Stored data entries
******
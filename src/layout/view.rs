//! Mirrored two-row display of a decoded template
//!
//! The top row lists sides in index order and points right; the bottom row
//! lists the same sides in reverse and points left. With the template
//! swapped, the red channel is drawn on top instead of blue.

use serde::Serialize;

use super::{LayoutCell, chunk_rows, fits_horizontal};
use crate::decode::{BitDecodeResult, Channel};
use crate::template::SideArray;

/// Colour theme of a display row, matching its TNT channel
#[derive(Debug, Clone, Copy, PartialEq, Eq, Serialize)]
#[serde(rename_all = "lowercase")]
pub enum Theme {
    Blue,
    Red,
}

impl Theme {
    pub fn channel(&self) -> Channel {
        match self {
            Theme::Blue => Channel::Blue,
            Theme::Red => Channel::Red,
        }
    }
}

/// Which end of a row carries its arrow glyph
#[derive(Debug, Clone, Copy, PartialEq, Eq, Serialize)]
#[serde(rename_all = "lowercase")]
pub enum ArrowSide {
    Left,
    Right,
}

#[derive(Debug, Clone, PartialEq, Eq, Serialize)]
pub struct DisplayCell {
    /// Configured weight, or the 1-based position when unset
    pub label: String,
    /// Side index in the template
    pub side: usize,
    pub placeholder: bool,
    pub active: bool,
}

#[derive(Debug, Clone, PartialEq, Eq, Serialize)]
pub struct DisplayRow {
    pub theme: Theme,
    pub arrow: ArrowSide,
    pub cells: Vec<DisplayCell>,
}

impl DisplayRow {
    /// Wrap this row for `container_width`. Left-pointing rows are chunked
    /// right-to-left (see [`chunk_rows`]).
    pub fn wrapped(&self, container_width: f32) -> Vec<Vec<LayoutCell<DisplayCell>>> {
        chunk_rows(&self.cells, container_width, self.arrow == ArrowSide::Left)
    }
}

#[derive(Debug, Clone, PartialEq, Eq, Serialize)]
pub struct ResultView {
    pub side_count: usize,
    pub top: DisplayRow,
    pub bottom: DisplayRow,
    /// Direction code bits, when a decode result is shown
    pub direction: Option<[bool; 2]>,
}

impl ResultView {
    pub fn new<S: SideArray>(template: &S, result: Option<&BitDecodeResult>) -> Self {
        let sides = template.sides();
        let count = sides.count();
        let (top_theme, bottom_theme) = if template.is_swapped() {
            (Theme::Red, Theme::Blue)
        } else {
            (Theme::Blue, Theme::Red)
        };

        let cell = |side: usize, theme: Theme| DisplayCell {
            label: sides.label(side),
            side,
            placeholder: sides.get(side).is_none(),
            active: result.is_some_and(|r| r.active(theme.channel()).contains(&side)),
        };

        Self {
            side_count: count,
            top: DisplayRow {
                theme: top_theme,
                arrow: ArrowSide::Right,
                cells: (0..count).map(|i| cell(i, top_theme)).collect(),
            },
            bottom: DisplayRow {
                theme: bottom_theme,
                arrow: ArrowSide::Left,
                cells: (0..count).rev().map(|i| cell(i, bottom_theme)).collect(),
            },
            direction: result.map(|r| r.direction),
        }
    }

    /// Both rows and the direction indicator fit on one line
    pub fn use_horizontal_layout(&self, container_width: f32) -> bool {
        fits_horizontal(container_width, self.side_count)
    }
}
******
▶ [ASSIGNED TASK] Only lines that contain "DisplayCell" are needed, so copy each of them from the data.

▶ [EXPECTED ANSWER]
pub struct DisplayCell {
    pub cells: Vec<DisplayCell>,
    pub fn wrapped(&self, container_width: f32) -> Vec<Vec<LayoutCell<DisplayCell>>> {
        let cell = |side: usize, theme: Theme| DisplayCell {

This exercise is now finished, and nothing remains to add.